A Alstom também aproveitou a entrevista para defender melhores condições de concorrência para fabricantes instalados no Brasil. A empresa argumenta que a produção local gera empregos e movimenta uma cadeia de fornecedores que não acompanha necessariamente os equipamentos importados.

O discurso surge em um momento particularmente desfavorável para a companhia no mercado brasileiro de trens de passageiros.

Novos trens do Metrô serão fabricados pela CRRC (GESP)

CRRC acumula contratos

A chinesa CRRC conquistou uma série de encomendas recentes, entre elas o contrato de R$ 3,1 bilhões para fornecer os 44 trens da nova Frota R do Metrô de São Paulo. A disputa teve participação da própria Alstom, que acabou superada pela concorrente chinesa.

As composições serão utilizadas nas linhas 1-Azul, 2-Verde e 3-Vermelha. A CRRC estabeleceu uma estrutura em Araraquara para realizar parte das atividades relacionadas ao contrato, mas não possui no país uma fábrica de trens equivalente à unidade mantida pela Alstom em Taubaté.
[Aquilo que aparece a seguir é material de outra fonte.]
//! HTTP surface of the listing service.
//!
//! ```text
//! axum handlers ──▶ ListingService ──▶ query::compile
//!                         │
//!                         ▼
//!                    dyn DataStore (in-memory | MongoDB)
//! ```

pub mod dto;
pub mod error;
pub mod handlers;
pub mod router;
pub mod state;

pub use error::AppError;
pub use router::{cors_layer, create_router};
pub use state::AppState;
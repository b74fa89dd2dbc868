use crate::models::Listing;

/// Listing attribute a predicate can constrain
#[derive(Debug, Clone, Copy, PartialEq, Eq, Hash)]
pub enum Field {
    Location,
    Address,
    City,
    Country,
    Price,
    Bedrooms,
    Bathrooms,
    PropertyType,
    EnergyRating,
    Furnished,
    PetsAllowed,
    Parking,
    BalconyGarden,
    Featured,
}

impl Field {
    /// Document key of the attribute
    pub fn name(self) -> &'static str {
        match self {
            Field::Location => "location",
            Field::Address => "address",
            Field::City => "city",
            Field::Country => "country",
            Field::Price => "price",
            Field::Bedrooms => "bedrooms",
            Field::Bathrooms => "bathrooms",
            Field::PropertyType => "property_type",
            Field::EnergyRating => "energy_rating",
            Field::Furnished => "furnished",
            Field::PetsAllowed => "pets_allowed",
            Field::Parking => "parking",
            Field::BalconyGarden => "balcony_garden",
            Field::Featured => "featured",
        }
    }

    /// Current value of the attribute on `listing`.
    pub fn value_of(self, listing: &Listing) -> Option<Value> {
        let text = |v: &Option<String>| v.clone().map(Value::Text);
        match self {
            Field::Location => text(&listing.location),
            Field::Address => text(&listing.address),
            Field::City => text(&listing.city),
            Field::Country => text(&listing.country),
            Field::PropertyType => text(&listing.property_type),
            Field::EnergyRating => text(&listing.energy_rating),
            Field::Price => listing.price.map(Value::Number),
            Field::Bedrooms => listing.bedrooms.map(Value::Integer),
            Field::Bathrooms => listing.bathrooms.map(Value::Integer),
            Field::Furnished => listing.furnished.map(Value::Bool),
            Field::PetsAllowed => listing.pets_allowed.map(Value::Bool),
            Field::Parking => listing.parking.map(Value::Bool),
            Field::BalconyGarden => listing.balcony_garden.map(Value::Bool),
            Field::Featured => listing.featured.map(Value::Bool),
        }
    }
}

/// Typed operand of a comparison
#[derive(Debug, Clone, PartialEq)]
pub enum Value {
    Text(String),
    Number(f64),
    Integer(u32),
    Bool(bool),
}

impl Value {
    fn as_f64(&self) -> Option<f64> {
        match self {
            Value::Number(n) => Some(*n),
            Value::Integer(n) => Some(f64::from(*n)),
            _ => None,
        }
    }
}

#[derive(Debug, Clone, Copy, PartialEq, Eq)]
pub enum Comparison {
    Eq,
    Gte,
    Lte,
    /// Case-insensitive substring match on text
    ContainsIgnoreCase,
}

/// Compiled search constraint over listings
#[derive(Debug, Clone, PartialEq)]
pub enum Predicate {
    /// Every child must match; an empty conjunction matches everything
    And(Vec<Predicate>),
    /// At least one child must match
    Or(Vec<Predicate>),
    Compare {
        field: Field,
        op: Comparison,
        value: Value,
    },
}

impl Predicate {
    pub fn matches(&self, listing: &Listing) -> bool {
        match self {
            Predicate::And(children) => children.iter().all(|p| p.matches(listing)),
            Predicate::Or(children) => children.iter().any(|p| p.matches(listing)),
            Predicate::Compare { field, op, value } => match field.value_of(listing) {
                Some(actual) => compare(&actual, *op, value),
                None => false,
            },
        }
    }

    /// Conjunction clauses at the top level of the tree.
    pub fn clauses(&self) -> &[Predicate] {
        match self {
            Predicate::And(children) => children,
            other => std::slice::from_ref(other),
        }
    }
}

fn compare(actual: &Value, op: Comparison, expected: &Value) -> bool {
    match op {
        Comparison::Eq => actual == expected,
        Comparison::Gte => match (actual.as_f64(), expected.as_f64()) {
            (Some(a), Some(e)) => a >= e,
            _ => false,
        },
        Comparison::Lte => match (actual.as_f64(), expected.as_f64()) {
            (Some(a), Some(e)) => a <= e,
            _ => false,
        },
        Comparison::ContainsIgnoreCase => match (actual, expected) {
            (Value::Text(haystack), Value::Text(needle)) => haystack
                .to_lowercase()
                .contains(&needle.to_lowercase()),
            _ => false,
        },
    }
}

/// Accumulates clauses into a conjunction.
#[derive(Debug, Default)]
pub struct PredicateBuilder {
    clauses: Vec<Predicate>,
}

impl PredicateBuilder {
    pub fn new() -> Self {
        Self::default()
    }

    pub fn equals(&mut self, field: Field, value: Value) -> &mut Self {
        self.push(field, Comparison::Eq, value)
    }

    pub fn at_least(&mut self, field: Field, value: Value) -> &mut Self {
        self.push(field, Comparison::Gte, value)
    }

    pub fn at_most(&mut self, field: Field, value: Value) -> &mut Self {
        self.push(field, Comparison::Lte, value)
    }

    /// Match when any of `fields` contains `text`, ignoring case.
    pub fn contains_any(&mut self, fields: &[Field], text: &str) -> &mut Self {
        let alternatives = fields
            .iter()
            .map(|field| Predicate::Compare {
                field: *field,
                op: Comparison::ContainsIgnoreCase,
                value: Value::Text(text.to_string()),
            })
            .collect();
        self.clauses.push(Predicate::Or(alternatives));
        self
    }

    pub fn build(self) -> Predicate {
        Predicate::And(self.clauses)
    }

    fn push(&mut self, field: Field, op: Comparison, value: Value) -> &mut Self {
        self.clauses.push(Predicate::Compare { field, op, value });
        self
    }
}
A fabricante chinesa também conquistou contratos para ampliar as frotas das linhas 4-Amarela e 5-Lilás. No Metrô de Salvador, Alstom e CRRC chegaram a disputar diretamente a encomenda de dez novos trens, com vantagem para a companhia chinesa.

Nem todos os contratos recentes, no entanto, resultaram de disputas entre as duas fabricantes. A Alstom não participou de todas as concorrências vencidas pela CRRC, o que impede tratar toda a expansão da empresa chinesa como uma sequência de derrotas comerciais da companhia francesa.

Há ainda projetos nos quais a CRRC aparece ligada aos próprios grupos responsáveis pelas concessões. É o caso do Trem Intercidades Eixo Norte e do Metrô de Belo Horizonte, situação diferente de uma concorrência independente para aquisição de material rodante.

Trem da Linha 4-Amarela que será fabricado pela CRRC (Reprodução)

Tarifa maior para vagões de carga

A discussão sobre a competição chinesa também chegou ao governo federal. O Comitê-Executivo de Gestão da Câmara de Comércio Exterior aprovou a elevação para 30% da tarifa de importação aplicada a determinados vagões ferroviários de carga, pelo período de dois anos.

A medida é restrita a vagões cobertos e fechados destinados ao transporte de mercadorias e, portanto, não alcança os trens metropolitanos de passageiros que têm sido fornecidos pela CRRC. O pleito havia sido apresentado por representantes da indústria brasileira de materiais e equipamentos ferroviários.

A situação deixa a fábrica de Taubaté diante de um cenário diferente daquele observado nos últimos anos. A Alstom ainda possui encomendas internacionais em produção, mas, depois que os últimos trens da Linha 6-Laranja deixarem a unidade, não há até agora outro contrato brasileiro de material rodante para ocupar seu lugar.